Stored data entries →
use anyhow::Result;
use rusqlite::Connection;
use tracing::debug;

pub fn run(conn: &Connection) -> Result<()> {
    conn.execute_batch(
        "
        CREATE TABLE IF NOT EXISTS kv (
            key         TEXT PRIMARY KEY,
            value       TEXT NOT NULL,
            updated_at  TEXT NOT NULL DEFAULT (datetime('now'))
        );
        ",
    )?;

    debug!("Store migrations complete");
    Ok(())
}
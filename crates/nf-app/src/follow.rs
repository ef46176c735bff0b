use std::collections::BTreeSet;

use tracing::{info, warn};

use nf_client::{ClientError, FeedApi};
use nf_types::UserLite;

use crate::error::{FollowError, ValidationError};

/// Parse the "User ID" input. Only positive integers pass.
pub fn parse_user_id(input: &str) -> Result<i64, FollowError> {
    let input = input.trim();
    if input.is_empty() {
        return Err(FollowError::EmptyInput);
    }
    match input.parse::<i64>() {
        Ok(id) if id > 0 => Ok(id),
        _ => Err(ValidationError::InvalidUserId.into()),
    }
}

#[derive(Debug, Clone, Copy, PartialEq, Eq)]
pub enum NoticeKind {
    Success,
    Error,
}

#[derive(Debug, Clone, PartialEq, Eq)]
pub struct Notice {
    pub kind: NoticeKind,
    pub text: String,
}

impl Notice {
    fn success(text: String) -> Self {
        Self {
            kind: NoticeKind::Success,
            text,
        }
    }

    fn error(text: String) -> Self {
        Self {
            kind: NoticeKind::Error,
            text,
        }
    }
}

#[derive(Debug, Clone, Copy, PartialEq, Eq)]
enum Action {
    Follow,
    Unfollow,
}

impl Action {
    fn success_text(self, id: i64) -> String {
        match self {
            Self::Follow => format!("Successfully followed User #{}", id),
            Self::Unfollow => format!("Successfully unfollowed User #{}", id),
        }
    }

    fn fallback(self) -> &'static str {
        match self {
            Self::Follow => "Failed to follow user",
            Self::Unfollow => "Failed to unfollow user",
        }
    }
}

/// The "follow by id" screen. `following` is what this screen has seen
/// succeed; the server never reports the full list.
#[derive(Debug, Clone, Default)]
pub struct FollowPanel {
    pub input: String,
    pub following: BTreeSet<i64>,
    pub loading: bool,
    pub notice: Option<Notice>,
}

impl FollowPanel {
    pub fn new() -> Self {
        Self::default()
    }

    pub fn set_input(&mut self, input: impl Into<String>) {
        self.input = input.into();
    }

    pub fn can_submit(&self) -> bool {
        !self.loading && !self.input.trim().is_empty()
    }

    pub async fn follow(&mut self, api: &dyn FeedApi, token: &str) -> Result<i64, FollowError> {
        self.run(Action::Follow, api, token).await
    }

    pub async fn unfollow(&mut self, api: &dyn FeedApi, token: &str) -> Result<i64, FollowError> {
        self.run(Action::Unfollow, api, token).await
    }

    async fn run(&mut self, action: Action, api: &dyn FeedApi, token: &str) -> Result<i64, FollowError> {
        let id = match parse_user_id(&self.input) {
            Ok(id) => id,
            Err(FollowError::EmptyInput) => return Err(FollowError::EmptyInput),
            Err(e) => {
                self.notice = Some(Notice::error(e.to_string()));
                return Err(e);
            }
        };

        self.loading = true;
        self.notice = None;
        let result = match action {
            Action::Follow => api.follow(token, id).await,
            Action::Unfollow => api.unfollow(token, id).await,
        };
        self.loading = false;

        match result {
            Ok(_) => {
                match action {
                    Action::Follow => self.following.insert(id),
                    Action::Unfollow => self.following.remove(&id),
                };
                info!(user_id = id, ?action, "follow state changed");
                self.notice = Some(Notice::success(action.success_text(id)));
                self.input.clear();
                Ok(id)
            }
            Err(e) => {
                warn!(user_id = id, ?action, "follow request failed: {}", e);
                self.notice = Some(Notice::error(failure_text(&e, action.fallback())));
                Err(e.into())
            }
        }
    }
}

fn failure_text(e: &ClientError, fallback: &str) -> String {
    let message = e.to_string();
    if message.is_empty() {
        fallback.to_string()
    } else {
        message
    }
}

/// Follow button on a user's card.
#[derive(Debug, Clone)]
pub struct FollowToggle {
    pub user: UserLite,
    pub following: bool,
    pub is_current_user: bool,
    pub loading: bool,
}

impl FollowToggle {
    pub fn new(user: UserLite, following: bool, is_current_user: bool) -> Self {
        Self {
            user,
            following,
            is_current_user,
            loading: false,
        }
    }

    /// The follow state a click would request, or `None` when the click is
    /// ignored (own card, or a toggle already in flight).
    pub fn begin(&mut self) -> Option<bool> {
        if self.loading || self.is_current_user {
            return None;
        }
        self.loading = true;
        Some(!self.following)
    }

    pub fn finish(&mut self, next: bool, result: &Result<(), ClientError>) {
        self.loading = false;
        if result.is_ok() {
            self.following = next;
        }
    }

    /// `Ok(None)` when the click was ignored.
    pub async fn click(&mut self, api: &dyn FeedApi, token: &str) -> Result<Option<bool>, FollowError> {
        if self.is_current_user {
            return Err(FollowError::OwnAccount);
        }
        let Some(next) = self.begin() else {
            return Ok(None);
        };

        let ack = if next {
            api.follow(token, self.user.id).await
        } else {
            api.unfollow(token, self.user.id).await
        };
        let result = ack.map(|_| ());
        self.finish(next, &result);
        result?;
        Ok(Some(next))
    }

    pub fn label(&self) -> &'static str {
        match (self.is_current_user, self.loading, self.following) {
            (true, _, _) => "Your account",
            (false, true, true) => "Unfollowing...",
            (false, true, false) => "Following...",
            (false, false, true) => "Following",
            (false, false, false) => "Follow",
        }
    }
}
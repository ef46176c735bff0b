pub mod api;
pub mod clock;
pub mod models;
pub mod normalize;

pub use clock::{Clock, SystemClock};
pub use models::{FeedPage, Post, PostKey, UserLite};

WHAT TO PRODUCE →
Using the data above, reproduce exactly the lines between those holding "Ok(Some(next))" and "(false, false, true)", inclusive, and no others.

THE ANSWER →
        Ok(Some(next))
    }

    pub fn label(&self) -> &'static str {
        match (self.is_current_user, self.loading, self.following) {
            (true, _, _) => "Your account",
            (false, true, true) => "Unfollowing...",
            (false, true, false) => "Following...",
            (false, false, true) => "Following",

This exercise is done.